Sterling alluded to the news of Lara’s past abuse in an email to members of the Divinity School community Nov. 10. But after members of the Divinity School community criticized Sterling for not mentioning Lara by name, Sterling sent a second email to the Divinity School community five days later, in which he explicitly named Lara and stressed that the Divinity School was not aware of Lara’s laicization — the removal of a priest from the Catholic Church clergy — or the reason for his removal, until this month when it was revealed by the Roman Catholic Diocese of Brooklyn.

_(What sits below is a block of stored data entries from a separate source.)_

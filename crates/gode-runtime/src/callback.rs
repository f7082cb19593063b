//! `CallbackRegistry`: mints opaque tokens for script functions that
//! cross into a plugin call as arguments, and resolves those tokens
//! back into callables when a plugin later invokes one (spec.md §4.4's
//! `$gode_callback` marker convention).

use std::collections::HashMap;
use std::sync::atomic::{AtomicU64, Ordering};
use std::sync::Mutex;

use rquickjs::{Ctx, Function, Persistent};

/// Owned by the facade alongside the `Queue`; a function value only
/// ever lives as long as the context it was registered against, which
/// in this design is the lifetime of the whole engine thread.
#[derive(Default)]
pub struct CallbackRegistry {
    next_id: AtomicU64,
    entries: Mutex<HashMap<String, Persistent<Function<'static>>>>,
}

impl CallbackRegistry {
    pub fn new() -> Self {
        CallbackRegistry::default()
    }

    /// Mint a token for `func` and retain it until resolved (or
    /// forever, if never invoked — tokens are not garbage collected,
    /// matching the teacher's callback-retention model where native
    /// callback ids live for the process lifetime).
    pub fn register<'js>(&self, ctx: &Ctx<'js>, func: Function<'js>) -> String {
        let id = self.next_id.fetch_add(1, Ordering::Relaxed);
        let token = format!("cb-{}", id);
        let persistent = Persistent::save(ctx.clone(), func);
        self.entries.lock().unwrap().insert(token.clone(), persistent);
        token
    }

    /// Restore the callable for `token` against `ctx`, if it is still
    /// registered.
    pub fn resolve<'js>(&self, ctx: &Ctx<'js>, token: &str) -> Option<Function<'js>> {
        let entries = self.entries.lock().unwrap();
        let persistent = entries.get(token)?;
        persistent.clone().restore(ctx.clone()).ok()
    }

    pub fn forget(&self, token: &str) {
        self.entries.lock().unwrap().remove(token);
    }
}

#[cfg(test)]
mod tests {
    use super::*;

    #[test]
    fn unknown_token_forget_is_a_no_op() {
        let registry = CallbackRegistry::new();
        registry.forget("cb-missing");
    }
}
use thiserror::Error;

pub type Result<T> = std::result::Result<T, PluginError>;

/// Failure taxonomy for the plugin bridge (spec.md §4.4's failure table).
#[derive(Error, Debug)]
pub enum PluginError {
    #[error("cannot resolve plugin path '{0}'")]
    ResolvePath(String),

    #[error("failed to open shared object '{path}': {source}")]
    Open {
        path: String,
        #[source]
        source: libloading::Error,
    },

    #[error("plugin '{path}' does not satisfy the discovery protocol: {reason}")]
    Interface { path: String, reason: String },

    #[error("plugin '{name}' initialization failed: {message}")]
    Initialization { name: String, message: String },

    #[error("plugin '{name}' call to '{function}' failed: {message}")]
    Invocation {
        name: String,
        function: String,
        message: String,
    },

    #[error("no plugin registered under '{0}'")]
    NotFound(String),
}

impl PluginError {
    pub fn into_module_error(self, path: &str) -> gode_error::ModuleError {
        use gode_error::ErrorKind;
        let (kind, module, operation): (ErrorKind, String, String) = match &self {
            PluginError::ResolvePath(p) => (ErrorKind::Resolution, p.clone(), "resolve-path".to_string()),
            PluginError::Open { path, .. } => (ErrorKind::Io, path.clone(), "open".to_string()),
            PluginError::Interface { path, .. } => {
                (ErrorKind::Interface, path.clone(), "interface".to_string())
            }
            PluginError::Initialization { name, .. } => {
                (ErrorKind::Initialization, name.clone(), "initialize".to_string())
            }
            PluginError::Invocation { name, function, .. } => {
                (ErrorKind::Invocation, name.clone(), function.clone())
            }
            PluginError::NotFound(name) => (ErrorKind::Resolution, name.clone(), "resolve".to_string()),
        };
        gode_error::ModuleError::new(kind, &module, path, &operation, self.to_string())
    }
}
//! Native shared-object plugin bridge for the gode-core embedding
//! layer: dlopen, discovery-protocol validation, export marshalling,
//! and panic isolation.

pub mod abi;
mod bridge;
mod discovery;
mod error;
mod export;
mod registry;
mod scheduler;
mod value;

pub use bridge::PluginBridge;
pub use discovery::{discover, DiscoveredExport, DiscoveredPlugin};
pub use error::{PluginError, Result};
pub use export::PluginExport;
pub use registry::{PluginRecord, PluginRegistry};
pub use scheduler::Scheduler;
pub use value::{
    callback_marker, is_callback_marker, is_native_fn_marker, pad_args, rewrite_native_fn_markers,
    CALLBACK_MARKER_KEY, NATIVE_FN_MARKER_KEY,
};
//! `ModuleError`: the primary error type surfaced by the core.

use std::collections::HashMap;
use std::fmt;

use crate::dialect::parse_stack_trace_text;
use crate::stack::{capture_native_stack, StackFrame, StackTrace};

/// Coarse classification of a failure, per the taxonomy in the core's
/// error handling design. Not a distinct Rust error type per kind —
/// `ModuleError` is one record type, matching the host-facing contract
/// that every failure looks the same shape regardless of where it
/// originated.
#[derive(Debug, Clone, Copy, PartialEq, Eq)]
pub enum ErrorKind {
    Resolution,
    Io,
    Format,
    Interface,
    Initialization,
    Invocation,
    Script,
    Scheduling,
}

impl fmt::Display for ErrorKind {
    fn fmt(&self, f: &mut fmt::Formatter<'_>) -> fmt::Result {
        let s = match self {
            ErrorKind::Resolution => "Resolution",
            ErrorKind::Io => "Io",
            ErrorKind::Format => "Format",
            ErrorKind::Interface => "Interface",
            ErrorKind::Initialization => "Initialization",
            ErrorKind::Invocation => "Invocation",
            ErrorKind::Script => "Script",
            ErrorKind::Scheduling => "Scheduling",
        };
        f.write_str(s)
    }
}

/// A composed error carrying module/path/operation context plus a
/// captured native stack trace. The primary error type surfaced by the
/// core across every boundary crossing.
#[derive(Debug, Clone)]
pub struct ModuleError {
    kind: ErrorKind,
    module: String,
    path: String,
    operation: String,
    message: String,
    line: Option<u32>,
    column: Option<u32>,
    source_excerpt: Option<String>,
    script_stack: Option<String>,
    native_stack: StackTrace,
}

impl ModuleError {
    /// Construct a new `ModuleError`, capturing a native stack trace at
    /// the call site.
    pub fn new(
        kind: ErrorKind,
        module: impl Into<String>,
        path: impl Into<String>,
        operation: impl Into<String>,
        underlying: impl fmt::Display,
    ) -> Self {
        let message = underlying.to_string();
        let native_stack = capture_native_stack(message.clone());
        ModuleError {
            kind,
            module: module.into(),
            path: path.into(),
            operation: operation.into(),
            message,
            line: None,
            column: None,
            source_excerpt: None,
            script_stack: None,
            native_stack,
        }
    }

    pub fn with_line(mut self, line: u32, column: u32) -> Self {
        self.line = Some(line);
        self.column = Some(column);
        self
    }

    pub fn with_source_context(mut self, excerpt: impl Into<String>) -> Self {
        self.source_excerpt = Some(excerpt.into());
        self
    }

    pub fn with_script_stack(mut self, text: impl Into<String>) -> Self {
        self.script_stack = Some(text.into());
        self
    }

    /// Replace the captured native stack. Used by [`crate::safe_operation`]
    /// to attach the trace captured at the point of the unwind rather than
    /// at error construction time.
    pub fn with_native_stack(mut self, stack: StackTrace) -> Self {
        self.native_stack = stack;
        self
    }

    pub fn kind(&self) -> ErrorKind {
        self.kind
    }

    pub fn module(&self) -> &str {
        &self.module
    }

    pub fn path(&self) -> &str {
        &self.path
    }

    pub fn operation(&self) -> &str {
        &self.operation
    }

    pub fn message(&self) -> &str {
        &self.message
    }

    pub fn line(&self) -> Option<u32> {
        self.line
    }

    pub fn column(&self) -> Option<u32> {
        self.column
    }

    pub fn source_excerpt(&self) -> Option<&str> {
        self.source_excerpt.as_deref()
    }

    pub fn script_stack(&self) -> Option<&str> {
        self.script_stack.as_deref()
    }

    pub fn native_stack(&self) -> &StackTrace {
        &self.native_stack
    }
}

impl fmt::Display for ModuleError {
    fn fmt(&self, f: &mut fmt::Formatter<'_>) -> fmt::Result {
        write!(f, "{}", format(self))
    }
}

impl std::error::Error for ModuleError {}

/// Produce the human-readable multi-section report: header, location,
/// source excerpt, script stack, native stack.
pub fn format(error: &ModuleError) -> String {
    let mut out = String::new();

    out.push_str(&format!(
        "{} error in module '{}' ({}): {}\n",
        error.kind, error.module, error.operation, error.message
    ));
    out.push_str(&format!("  path: {}\n", error.path));

    if let (Some(line), Some(column)) = (error.line, error.column) {
        out.push_str(&format!("  location: line {}, column {}\n", line, column));
    }

    if let Some(excerpt) = &error.source_excerpt {
        out.push_str("  source:\n");
        out.push_str(&format!("    > {}\n", excerpt));
    }

    if let Some(stack) = &error.script_stack {
        out.push_str("  script stack:\n");
        for line in stack.lines() {
            out.push_str(&format!("    {}\n", line));
        }
    }

    if !error.native_stack.is_empty() {
        out.push_str("  native stack:\n");
        for frame in &error.native_stack.frames {
            out.push_str(&format!("    {}\n", frame));
        }
    }

    out
}

/// Normalized representation of a script-side error, produced by
/// [`parse_script_error`].
#[derive(Debug, Clone, Default)]
pub struct ParsedScriptError {
    pub error_type: String,
    pub message: String,
    pub file: Option<String>,
    pub line: Option<u32>,
    pub column: Option<u32>,
    pub frames: Vec<StackFrame>,
    pub extra: HashMap<String, String>,
}

/// Input accepted by [`parse_script_error`]: the underlying error value
/// (as text, since the core must stay agnostic of any one engine's error
/// type), a plain string, or a key-value property bag (as some engines
/// expose `{name, message, stack, ...}` as a plain object).
#[derive(Debug, Clone)]
pub enum ScriptErrorInput {
    Underlying(String),
    Text(String),
    Properties(HashMap<String, String>),
}

/// Parse any of the three accepted input shapes into a normalized
/// [`ParsedScriptError`]. Never fails: unrecognized stack lines become
/// `<unknown>` frames (see [`crate::dialect::parse_stack_frame`]).
pub fn parse_script_error(input: ScriptErrorInput) -> ParsedScriptError {
    match input {
        ScriptErrorInput::Underlying(text) | ScriptErrorInput::Text(text) => {
            parse_script_error_text(&text)
        }
        ScriptErrorInput::Properties(props) => parse_script_error_properties(props),
    }
}

fn parse_script_error_text(text: &str) -> ParsedScriptError {
    let mut lines = text.lines();
    let header = lines.next().unwrap_or_default();
    let (error_type, message) = split_header(header);

    let frames = parse_stack_trace_text(&text[header.len()..]);
    let (file, line, column) = first_frame_location(&frames);

    ParsedScriptError {
        error_type,
        message,
        file,
        line,
        column,
        frames,
        extra: HashMap::new(),
    }
}

fn parse_script_error_properties(mut props: HashMap<String, String>) -> ParsedScriptError {
    let error_type = props.remove("name").unwrap_or_else(|| "Error".to_string());
    let message = props.remove("message").unwrap_or_default();
    let stack_text = props.remove("stack").unwrap_or_default();
    let frames = parse_stack_trace_text(&stack_text);
    let (file, line, column) = first_frame_location(&frames);

    ParsedScriptError {
        error_type,
        message,
        file,
        line,
        column,
        frames,
        extra: props,
    }
}

fn split_header(header: &str) -> (String, String) {
    match header.split_once(": ") {
        Some((name, msg)) => (name.to_string(), msg.to_string()),
        None => ("Error".to_string(), header.to_string()),
    }
}

fn first_frame_location(frames: &[StackFrame]) -> (Option<String>, Option<u32>, Option<u32>) {
    match frames.first() {
        Some(frame) if frame.file != "<unknown>" && frame.file != "native" => {
            (Some(frame.file.clone()), frame.line, frame.column)
        }
        _ => (None, None, None),
    }
}

#[cfg(test)]
mod tests {
    use super::*;

    #[test]
    fn format_contains_core_fields() {
        let err = ModuleError::new(ErrorKind::Script, "module_a", "/module_a.js", "eval", "boom");
        let rendered = format(&err);
        assert!(rendered.contains("module_a"));
        assert!(rendered.contains("/module_a.js"));
        assert!(rendered.contains("eval"));
        assert!(rendered.contains("boom"));
    }

    #[test]
    fn new_module_error_has_nonempty_native_stack() {
        let err = ModuleError::new(ErrorKind::Io, "m", "/p", "read", "disk full");
        assert!(!err.native_stack().is_empty());
    }

    #[test]
    fn parse_cross_module_stack() {
        let text = "ReferenceError: x is not defined\n  at funcC (/module_a.js:15:12)\n  at /module_b.js:17:22\n";
        let parsed = parse_script_error(ScriptErrorInput::Text(text.to_string()));
        assert_eq!(parsed.error_type, "ReferenceError");
        assert_eq!(parsed.message, "x is not defined");
        assert_eq!(parsed.frames.len(), 2);
        assert_eq!(parsed.frames[0].function, "funcC");
        assert_eq!(parsed.frames[1].file, "/module_b.js");
        assert_eq!(parsed.frames[1].line, Some(17));
    }

    #[test]
    fn parse_properties_bag() {
        let mut props = HashMap::new();
        props.insert("name".to_string(), "TypeError".to_string());
        props.insert("message".to_string(), "not a function".to_string());
        props.insert(
            "stack".to_string(),
            "at foo (/x.js:1:2)".to_string(),
        );
        let parsed = parse_script_error(ScriptErrorInput::Properties(props));
        assert_eq!(parsed.error_type, "TypeError");
        assert_eq!(parsed.message, "not a function");
        assert_eq!(parsed.frames.len(), 1);
    }
}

Sterling added that he knew of no evidence indicating that Lara committed any acts of sexual misconduct during his time as a Yale faculty member, from 1998 to 2009. According to the email, Sterling will provide an update in the near future on the school’s collective efforts to prevent abusive behavior and to cultivate a “safe and respectful community.”
“We were pleased to see Dean Sterling say [in his email] that there were collective efforts that would be forthcoming regarding how to best respond to this, so we felt like it made sense for the alumni to weigh in in terms of what those collective efforts might look like and make some suggestions for what we think would be a moral response,” said Katey Zeh DIV ’08, one of the letter’s authors.
The alumni letter urges the Divinity School and Institute of Sacred Music to form a committee of students, faculty, staff and alumni to investigate and produce recommendations for how the Div School can alter its vetting process to prevent the hiring of sexual predators like Lara. The committee, which will be facilitated by an external human resources professional, will also analyze “the larger culture of harassment and inappropriate behavior” at the Divinity School.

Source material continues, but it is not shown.